Obesity crisis to escalate faster among Irish women than men
Women will overtake men in the country's obesity epidemic as Ireland becomes the most overweight country in Europe.
A health timebomb is ticking and 85pc of women will be overweight and 57pc obese by 2030, a major report predicts today.
The population is putting itself at serious risk of a range of illness and premature death, it says.
While the findings about woman presented to the European Congress on Obesity today are particularly stark, men are also losing the fight against obesity.
Around 89pc of men are likely to be overweight and 48pc moving into the danger zone of obesity by 2030.
The study, which looks at data from 53 countries, is complied by the UK Health Forum and Dr Joao Breda of the World Health Organisation's (WHO) regional office in Europe.
It says that Ireland is on course to be the most obese country in Europe in just 15 years when almost all adults will be overweight.
Already, public health experts have expressed concern that the most recent figures, dating from 2010, show 74pc of men overweight and 26pc classed as obese.
The five-year-old statistics show 57pc of women are overweight and 23pc obese - but they are on course for an even more hazardous slide in the years to come than men.
If the forecasts are played out the proportion of obese women will more than double by 2030.

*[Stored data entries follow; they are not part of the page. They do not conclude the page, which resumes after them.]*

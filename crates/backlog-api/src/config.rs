//! Connection settings for a Backlog space.

use crate::error::{BacklogError, Result};
use reqwest::Url;
use std::fmt;

/// Domain used when none is configured.
pub const DEFAULT_DOMAIN: &str = "backlog.jp";

/// Path of the REST API below the space host.
pub const API_PATH: &str = "api/v2";

/// `User-Agent` sent with every request unless overridden.
pub const DEFAULT_USER_AGENT: &str = concat!("backlog-mcp/", env!("CARGO_PKG_VERSION"));

/// Immutable configuration for a [`BacklogClient`](crate::BacklogClient).
#[derive(Clone, PartialEq, Eq)]
pub struct BacklogConfig {
    /// Space (tenant) identifier, the first label of the host name.
    pub space: String,
    /// API key sent as the `apiKey` query parameter.
    pub api_key: String,
    /// Domain the space lives under, e.g. `backlog.jp` or `backlog.com`.
    pub domain: String,
    /// Explicit host URL. Takes precedence over `space` and `domain`.
    pub base_url: Option<String>,
    /// Value of the `User-Agent` header.
    pub user_agent: String,
}

impl BacklogConfig {
    /// Create a configuration for `space` on the default domain.
    pub fn new(space: impl Into<String>, api_key: impl Into<String>) -> Self {
        Self {
            space: space.into(),
            api_key: api_key.into(),
            domain: DEFAULT_DOMAIN.to_string(),
            base_url: None,
            user_agent: DEFAULT_USER_AGENT.to_string(),
        }
    }

    /// Use a different domain than [`DEFAULT_DOMAIN`].
    #[must_use]
    pub fn with_domain(mut self, domain: impl Into<String>) -> Self {
        self.domain = domain.into();
        self
    }

    /// Point the client at an explicit host, bypassing `space` and `domain`.
    #[must_use]
    pub fn with_base_url(mut self, base_url: impl Into<String>) -> Self {
        self.base_url = Some(base_url.into());
        self
    }

    /// Override the `User-Agent` header.
    #[must_use]
    pub fn with_user_agent(mut self, user_agent: impl Into<String>) -> Self {
        self.user_agent = user_agent.into();
        self
    }

    /// Host URL without a trailing slash.
    #[must_use]
    pub fn host_url(&self) -> String {
        match &self.base_url {
            Some(base) => base.trim_end_matches('/').to_string(),
            None => format!("https://{}.{}", self.space, self.domain),
        }
    }

    /// Root of the REST API, always ending in `/`.
    ///
    /// # Errors
    ///
    /// Returns [`BacklogError::InvalidUrl`] if the host does not form a valid URL.
    pub fn api_root(&self) -> Result<Url> {
        let raw = format!("{}/{API_PATH}/", self.host_url());
        let url = Url::parse(&raw).map_err(|e| BacklogError::InvalidUrl(format!("{raw}: {e}")))?;
        if url.cannot_be_a_base() {
            return Err(BacklogError::InvalidUrl(raw));
        }
        Ok(url)
    }

    /// Check that the required settings are present and usable.
    ///
    /// # Errors
    ///
    /// Returns [`BacklogError::Config`] if the API key is empty, or if no base
    /// URL is set and the space or domain is not a valid host label.
    pub fn validate(&self) -> Result<()> {
        if self.api_key.trim().is_empty() {
            return Err(BacklogError::Config("API key must not be empty".into()));
        }
        if self.base_url.is_some() {
            return Ok(());
        }
        if self.space.trim().is_empty() {
            return Err(BacklogError::Config("space must not be empty".into()));
        }
        if !self
            .space
            .chars()
            .all(|c| c.is_ascii_alphanumeric() || c == '-')
        {
            return Err(BacklogError::Config(format!(
                "space '{}' may only contain ASCII letters, digits and '-'",
                self.space
            )));
        }
        if self.domain.trim().is_empty() || self.domain.contains('/') {
            return Err(BacklogError::Config(format!(
                "domain '{}' is not a host name",
                self.domain
            )));
        }
        Ok(())
    }
}

impl fmt::Debug for BacklogConfig {
    fn fmt(&self, f: &mut fmt::Formatter<'_>) -> fmt::Result {
        f.debug_struct("BacklogConfig")
            .field("space", &self.space)
            .field("api_key", &"<redacted>")
            .field("domain", &self.domain)
            .field("base_url", &self.base_url)
            .field("user_agent", &self.user_agent)
            .finish()
    }
}

#[cfg(test)]
mod tests {
    use super::*;
    use rstest::rstest;

    #[test]
    fn test_api_root_uses_space_and_default_domain() {
        let config = BacklogConfig::new("acme", "key");
        assert_eq!(
            config.api_root().unwrap().as_str(),
            "https://acme.backlog.jp/api/v2/"
        );
    }

    #[test]
    fn test_api_root_with_custom_domain() {
        let config = BacklogConfig::new("acme", "key").with_domain("backlog.com");
        assert_eq!(
            config.api_root().unwrap().as_str(),
            "https://acme.backlog.com/api/v2/"
        );
    }

    #[rstest]
    #[case::no_slash("http://127.0.0.1:1234")]
    #[case::trailing_slash("http://127.0.0.1:1234/")]
    fn test_base_url_overrides_space(#[case] base: &str) {
        let config = BacklogConfig::new("ignored", "key").with_base_url(base);
        assert_eq!(
            config.api_root().unwrap().as_str(),
            "http://127.0.0.1:1234/api/v2/"
        );
    }

    #[rstest]
    #[case::empty_key(BacklogConfig::new("acme", ""))]
    #[case::blank_key(BacklogConfig::new("acme", "   "))]
    #[case::empty_space(BacklogConfig::new("", "key"))]
    #[case::dotted_space(BacklogConfig::new("acme.evil.com/x", "key"))]
    #[case::slash_domain(BacklogConfig::new("acme", "key").with_domain("a/b"))]
    fn test_validate_rejects(#[case] config: BacklogConfig) {
        assert!(matches!(config.validate(), Err(BacklogError::Config(_))));
    }

    #[test]
    fn test_validate_accepts_base_url_without_space() {
        let config = BacklogConfig::new("", "key").with_base_url("http://localhost:8080");
        assert!(config.validate().is_ok());
    }

    #[test]
    fn test_debug_redacts_api_key() {
        let config = BacklogConfig::new("acme", "super-secret");
        let rendered = format!("{config:?}");
        assert!(!rendered.contains("super-secret"));
        assert!(rendered.contains("<redacted>"));
    }
}
//! HTTP client for the Backlog REST API.

use crate::config::BacklogConfig;
use crate::error::{BacklogError, Result};
use crate::models::{
    Attachment, AttachmentContent, AttachmentList, Comment, CommentList, CommentQuery, Issue,
    SharedFile, SharedFileList,
};
use reqwest::{Client as HttpClient, Response, Url};
use serde::de::DeserializeOwned;
use tracing::{debug, warn};

/// Read-only Backlog client.
///
/// Holds only immutable configuration and a connection pool, so clones are
/// cheap and can be used from concurrent tasks.
#[derive(Clone)]
pub struct BacklogClient {
    http: HttpClient,
    config: BacklogConfig,
    api_root: Url,
}

impl BacklogClient {
    /// Create a client for the configured space.
    ///
    /// # Errors
    ///
    /// Returns [`BacklogError::Config`] or [`BacklogError::InvalidUrl`] if the
    /// configuration is incomplete or does not form a valid URL.
    pub fn new(config: BacklogConfig) -> Result<Self> {
        config.validate()?;
        let api_root = config.api_root()?;
        let http = HttpClient::builder()
            .user_agent(config.user_agent.clone())
            .build()
            .map_err(|e| BacklogError::Config(e.to_string()))?;

        debug!(api_root = %api_root, "Created Backlog client");
        Ok(Self {
            http,
            config,
            api_root,
        })
    }

    /// The configuration this client was built from.
    #[must_use]
    pub fn config(&self) -> &BacklogConfig {
        &self.config
    }

    /// Fetch a single issue.
    ///
    /// # Errors
    ///
    /// Returns [`BacklogError::Api`] on a non-2xx response or transport
    /// failure, and [`BacklogError::Json`] if the body is not JSON.
    pub async fn get_issue(&self, issue_id_or_key: &str) -> Result<Issue> {
        self.get_json(&["issues", issue_id_or_key], &[]).await
    }

    /// List comments on an issue. Only the set fields of `query` are sent.
    ///
    /// # Errors
    ///
    /// See [`BacklogClient::get_issue`].
    pub async fn get_issue_comments(
        &self,
        issue_id_or_key: &str,
        query: &CommentQuery,
    ) -> Result<CommentList> {
        let comments: Vec<Comment> = self
            .get_json(&["issues", issue_id_or_key, "comments"], &query.to_pairs())
            .await?;
        Ok(CommentList { comments })
    }

    /// List attachment metadata of an issue.
    ///
    /// # Errors
    ///
    /// See [`BacklogClient::get_issue`].
    pub async fn get_issue_attachments(&self, issue_id_or_key: &str) -> Result<AttachmentList> {
        let attachments: Vec<Attachment> = self
            .get_json(&["issues", issue_id_or_key, "attachments"], &[])
            .await?;
        Ok(AttachmentList { attachments })
    }

    /// Download one attachment and base64-encode its bytes.
    ///
    /// # Errors
    ///
    /// Returns [`BacklogError::Api`] on a non-2xx response or if the
    /// connection fails while the body is read.
    pub async fn get_issue_attachment(
        &self,
        issue_id_or_key: &str,
        attachment_id: &str,
    ) -> Result<AttachmentContent> {
        let response = self
            .send(&["issues", issue_id_or_key, "attachments", attachment_id], &[])
            .await?;
        let bytes = response.bytes().await?;
        debug!(size = bytes.len(), "Downloaded attachment");
        Ok(AttachmentContent::from_bytes(&bytes))
    }

    /// List shared files linked to an issue.
    ///
    /// # Errors
    ///
    /// See [`BacklogClient::get_issue`].
    pub async fn get_issue_shared_files(&self, issue_id_or_key: &str) -> Result<SharedFileList> {
        let shared_files: Vec<SharedFile> = self
            .get_json(&["issues", issue_id_or_key, "sharedFiles"], &[])
            .await?;
        Ok(SharedFileList { shared_files })
    }

    async fn get_json<T>(&self, segments: &[&str], query: &[(&'static str, String)]) -> Result<T>
    where
        T: DeserializeOwned,
    {
        let response = self.send(segments, query).await?;
        let body = response.bytes().await?;
        Ok(serde_json::from_slice(&body)?)
    }

    async fn send(&self, segments: &[&str], query: &[(&'static str, String)]) -> Result<Response> {
        let url = self.endpoint(segments)?;
        let path = url.path().to_string();
        debug!(method = "GET", path = %path, "Sending Backlog request");

        let response = self
            .http
            .get(url)
            .query(&[("apiKey", self.config.api_key.as_str())])
            .query(query)
            .send()
            .await
            .map_err(|e| {
                let e = e.without_url();
                warn!(path = %path, error = %e, "Backlog request failed");
                BacklogError::from(e)
            })?;

        let status = response.status();
        if status.is_success() {
            Ok(response)
        } else {
            warn!(path = %path, status = status.as_u16(), "Backlog returned an error status");
            Err(BacklogError::from_status(status))
        }
    }

    /// Append percent-encoded path segments to the API root.
    fn endpoint(&self, segments: &[&str]) -> Result<Url> {
        let mut url = self.api_root.clone();
        url.path_segments_mut()
            .map_err(|()| BacklogError::InvalidUrl(self.api_root.to_string()))?
            .pop_if_empty()
            .extend(segments);
        Ok(url)
    }
}

impl std::fmt::Debug for BacklogClient {
    fn fmt(&self, f: &mut std::fmt::Formatter<'_>) -> std::fmt::Result {
        f.debug_struct("BacklogClient")
            .field("config", &self.config)
            .field("api_root", &self.api_root.as_str())
            .finish_non_exhaustive()
    }
}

A combination of over-eating of calorie-rich foods, big portions, alcohol consumption combined with a lack of exercise has already fuelled a health crisis which now risks getting even worse.
Commenting on the projections, Dr Francis Finucane, an endocrinologist and obesity expert in University Hospital Galway said: "These projections provide no reassurance and suggest things will get even worse.

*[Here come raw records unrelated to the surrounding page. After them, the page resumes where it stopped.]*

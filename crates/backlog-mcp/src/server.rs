//! MCP server implementation.
//!
//! This module wires the tool registry into rmcp's `ServerHandler` and runs
//! it over stdio.

use crate::config::ServerArgs;
use crate::error::{Error, Result};
use crate::models::AttachmentPreview;
use crate::registry::{ToolContext, ToolRegistry};
use crate::tools::backlog_registry;
use backlog_api::BacklogClient;
use rmcp::model::{
    CallToolRequestParam, CallToolResult, Implementation, JsonObject, ListToolsResult,
    PaginatedRequestParam, ProtocolVersion, ServerCapabilities, ServerInfo, Tool,
};
use rmcp::service::RequestContext;
use rmcp::transport::stdio;
use rmcp::{ErrorData as McpError, RoleServer, ServerHandler, ServiceExt};
use std::sync::Arc;
use tracing::info;

/// The Backlog MCP server.
///
/// Provides MCP protocol handling over stdio transport.
#[derive(Clone)]
pub struct BacklogMcpServer {
    /// Registered tools.
    registry: Arc<ToolRegistry>,
    /// Client and policies shared by all tool calls.
    context: Arc<ToolContext>,
}

impl BacklogMcpServer {
    /// Create a server exposing every Backlog tool.
    #[must_use]
    pub fn new(client: BacklogClient, attachment_preview: AttachmentPreview) -> Self {
        Self {
            registry: Arc::new(backlog_registry()),
            context: Arc::new(ToolContext::new(client, attachment_preview)),
        }
    }

    /// Create a server from parsed startup arguments.
    ///
    /// # Errors
    ///
    /// Returns an error if the arguments do not form a usable client
    /// configuration.
    pub fn from_args(args: &ServerArgs) -> Result<Self> {
        let client = BacklogClient::new(args.backlog_config())?;
        Ok(Self::new(client, args.attachment_preview()))
    }

    /// Names of the tools this server exposes.
    #[must_use]
    pub fn tool_names(&self) -> Vec<&'static str> {
        self.registry.names()
    }

    /// Tool descriptors as sent in `tools/list`.
    #[must_use]
    pub fn tools(&self) -> Vec<Tool> {
        self.registry.list_tools()
    }

    /// Invoke a tool by name.
    pub async fn call(&self, name: &str, arguments: Option<JsonObject>) -> CallToolResult {
        self.registry.dispatch(name, arguments, &self.context).await
    }

    /// Serve MCP over stdin/stdout until the host disconnects.
    ///
    /// # Errors
    ///
    /// Returns [`Error::Mcp`] if the MCP handshake fails or the service task
    /// aborts.
    pub async fn run(self) -> Result<()> {
        let service = self
            .serve(stdio())
            .await
            .map_err(|e| Error::Mcp(e.to_string()))?;
        let reason = service
            .waiting()
            .await
            .map_err(|e| Error::Mcp(e.to_string()))?;
        info!(?reason, "MCP session ended");
        Ok(())
    }
}

impl ServerHandler for BacklogMcpServer {
    fn get_info(&self) -> ServerInfo {
        ServerInfo {
            protocol_version: ProtocolVersion::V_2024_11_05,
            capabilities: ServerCapabilities::builder().enable_tools().build(),
            server_info: Implementation {
                name: "backlog-mcp".into(),
                version: env!("CARGO_PKG_VERSION").into(),
                title: None,
                icons: None,
                website_url: None,
            },
            instructions: Some(
                "Backlog MCP server. Read issues, comments, attachments and shared files by issue ID or key (e.g. PROJ-123)."
                    .into(),
            ),
        }
    }

    async fn list_tools(
        &self,
        _request: Option<PaginatedRequestParam>,
        _context: RequestContext<RoleServer>,
    ) -> std::result::Result<ListToolsResult, McpError> {
        Ok(ListToolsResult::with_all_items(self.tools()))
    }

    async fn call_tool(
        &self,
        request: CallToolRequestParam,
        _context: RequestContext<RoleServer>,
    ) -> std::result::Result<CallToolResult, McpError> {
        Ok(self.call(&request.name, request.arguments).await)
    }
}
//! MCP server for the Backlog issue tracker.
//!
//! This crate provides an MCP (Model Context Protocol) server that exposes
//! read-only Backlog data (issues, comments, attachments, shared files) to AI
//! assistants like Claude.
//!
//! # Architecture
//!
//! The server uses the `rmcp` crate for MCP protocol handling. Tools are
//! registered in a [`ToolRegistry`](registry::ToolRegistry); each one validates
//! its arguments, makes a single call through
//! [`BacklogClient`](backlog_api::BacklogClient), and returns the result as a
//! text content envelope.
//!
//! # Tools
//!
//! - `get_issue` - Issue details
//! - `get_issue_comments` - Comments, with optional id range, count and order
//! - `get_issue_attachments` - Attachment metadata
//! - `get_issue_attachment` - Download one attachment (base64 preview)
//! - `get_issue_shared_files` - Shared files linked to the issue

pub mod config;
pub mod error;
pub mod models;
pub mod registry;
pub mod server;
pub mod tools;

pub use config::ServerArgs;
pub use error::{Error, Result};
pub use server::BacklogMcpServer;
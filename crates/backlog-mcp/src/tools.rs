//! MCP tool implementations.
//!
//! One tool per Backlog endpoint. Every tool parses its arguments first, so a
//! malformed call never reaches the network.

use crate::error::Result;
use crate::models::{GetIssueAttachmentParams, GetIssueCommentsParams, IssueParams};
use crate::registry::{
    BacklogTool, ToolContext, ToolRegistry, input_schema, parse_arguments, require_non_empty,
};
use async_trait::async_trait;
use rmcp::model::JsonObject;
use serde_json::Value;
use std::sync::Arc;
use tracing::debug;

/// Name of the issue identifier argument shared by all tools.
const ISSUE_FIELD: &str = "issueIdOrKey";

/// Register every Backlog tool.
pub fn register_backlog_tools(registry: &mut ToolRegistry) {
    registry.register(GetIssueTool);
    registry.register(GetIssueCommentsTool);
    registry.register(GetIssueAttachmentsTool);
    registry.register(GetIssueAttachmentTool);
    registry.register(GetIssueSharedFilesTool);
}

/// Build a registry holding every Backlog tool.
#[must_use]
pub fn backlog_registry() -> ToolRegistry {
    let mut registry = ToolRegistry::new();
    register_backlog_tools(&mut registry);
    registry
}

fn issue_params(tool: &'static str, arguments: JsonObject) -> Result<IssueParams> {
    let params: IssueParams = parse_arguments(tool, arguments)?;
    require_non_empty(tool, ISSUE_FIELD, &params.issue_id_or_key)?;
    Ok(params)
}

/// `get_issue`: issue details.
pub struct GetIssueTool;

#[async_trait]
impl BacklogTool for GetIssueTool {
    fn name(&self) -> &'static str {
        "get_issue"
    }

    fn description(&self) -> &'static str {
        "Get the details of a Backlog issue by its ID or key."
    }

    fn input_schema(&self) -> Arc<JsonObject> {
        input_schema::<IssueParams>()
    }

    async fn call(&self, arguments: JsonObject, context: &ToolContext) -> Result<Value> {
        let params = issue_params(self.name(), arguments)?;
        let issue = context.client.get_issue(&params.issue_id_or_key).await?;
        debug!(issue_key = ?issue.issue_key(), "Fetched issue");
        Ok(issue.into_value())
    }
}

/// `get_issue_comments`: comments on an issue.
pub struct GetIssueCommentsTool;

#[async_trait]
impl BacklogTool for GetIssueCommentsTool {
    fn name(&self) -> &'static str {
        "get_issue_comments"
    }

    fn description(&self) -> &'static str {
        "List comments on a Backlog issue. Optionally filter by comment ID range, limit the count (1-100, default 20) and choose the order (asc/desc, default desc)."
    }

    fn input_schema(&self) -> Arc<JsonObject> {
        input_schema::<GetIssueCommentsParams>()
    }

    async fn call(&self, arguments: JsonObject, context: &ToolContext) -> Result<Value> {
        let params: GetIssueCommentsParams = parse_arguments(self.name(), arguments)?;
        require_non_empty(self.name(), ISSUE_FIELD, &params.issue_id_or_key)?;

        let list = context
            .client
            .get_issue_comments(&params.issue_id_or_key, &params.query())
            .await?;
        debug!(count = list.comments.len(), "Fetched comments");
        Ok(serde_json::to_value(list)?)
    }
}

/// `get_issue_attachments`: attachment metadata of an issue.
pub struct GetIssueAttachmentsTool;

#[async_trait]
impl BacklogTool for GetIssueAttachmentsTool {
    fn name(&self) -> &'static str {
        "get_issue_attachments"
    }

    fn description(&self) -> &'static str {
        "List the files attached to a Backlog issue (ID, name, size, creator, date)."
    }

    fn input_schema(&self) -> Arc<JsonObject> {
        input_schema::<IssueParams>()
    }

    async fn call(&self, arguments: JsonObject, context: &ToolContext) -> Result<Value> {
        let params = issue_params(self.name(), arguments)?;
        let list = context
            .client
            .get_issue_attachments(&params.issue_id_or_key)
            .await?;
        Ok(serde_json::to_value(list)?)
    }
}

/// `get_issue_attachment`: download one attachment.
pub struct GetIssueAttachmentTool;

#[async_trait]
impl BacklogTool for GetIssueAttachmentTool {
    fn name(&self) -> &'static str {
        "get_issue_attachment"
    }

    fn description(&self) -> &'static str {
        "Download a file attached to a Backlog issue. Returns the content base64-encoded; long content is shortened to a preview."
    }

    fn input_schema(&self) -> Arc<JsonObject> {
        input_schema::<GetIssueAttachmentParams>()
    }

    async fn call(&self, arguments: JsonObject, context: &ToolContext) -> Result<Value> {
        let params: GetIssueAttachmentParams = parse_arguments(self.name(), arguments)?;
        require_non_empty(self.name(), ISSUE_FIELD, &params.issue_id_or_key)?;
        require_non_empty(self.name(), "attachmentId", &params.attachment_id)?;

        let content = context
            .client
            .get_issue_attachment(&params.issue_id_or_key, &params.attachment_id)
            .await?;
        let response = context.attachment_preview.apply(&content);
        Ok(serde_json::to_value(response)?)
    }
}

/// `get_issue_shared_files`: shared files linked to an issue.
pub struct GetIssueSharedFilesTool;

#[async_trait]
impl BacklogTool for GetIssueSharedFilesTool {
    fn name(&self) -> &'static str {
        "get_issue_shared_files"
    }

    fn description(&self) -> &'static str {
        "List the shared files linked to a Backlog issue."
    }

    fn input_schema(&self) -> Arc<JsonObject> {
        input_schema::<IssueParams>()
    }

    async fn call(&self, arguments: JsonObject, context: &ToolContext) -> Result<Value> {
        let params = issue_params(self.name(), arguments)?;
        let list = context
            .client
            .get_issue_shared_files(&params.issue_id_or_key)
            .await?;
        Ok(serde_json::to_value(list)?)
    }
}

"We already have a devastating problem with obesity. It could mean we will follow the United States where one in three Americans born in the year 2000 will have diabetes by the time they are 50. That is staggering. This data here suggests the problem is getting worse in Ireland as well.
"Even if things stay the same in terms of the level of fatness in Irish people, it is still going to lead to premature death."
Although the proportion of women who are projected to be obese will be higher than men, he said: "Women are capable of storing a higher proportion of body fat than men.
"Men tend to store the fat around the stomach. At any given level of fatness, men are more likely have diabetes, cardiovascular disease or high blood pressure."
The forecast for the UK is that 74pc of men will be overweight and 36pc obese by 2030. It is predicted 64pc of women will be overweight and one-third obese .
Other countries with projected steep rises in obesity over this period include Greece, Spain, Sweden, Austria, and the Czech Republic.
Few countries in the WHO region will be able to stabilise or decrease overweight and obesity rates. The Netherlands appears to be almost alone in tackling its national weight problem.
Fewer than half of Dutch men are predicted to be overweight, and just 8pc obese by 2030, compared with current rates of 54pc and 10pc in 2010.
When it comes to Dutch women, the proportion of overweight will remain more or less stable over the 20 years at around 43pc. However, the obesity rate in Dutch women is predicted to fall from 13pc to 9pc in the next 15 years.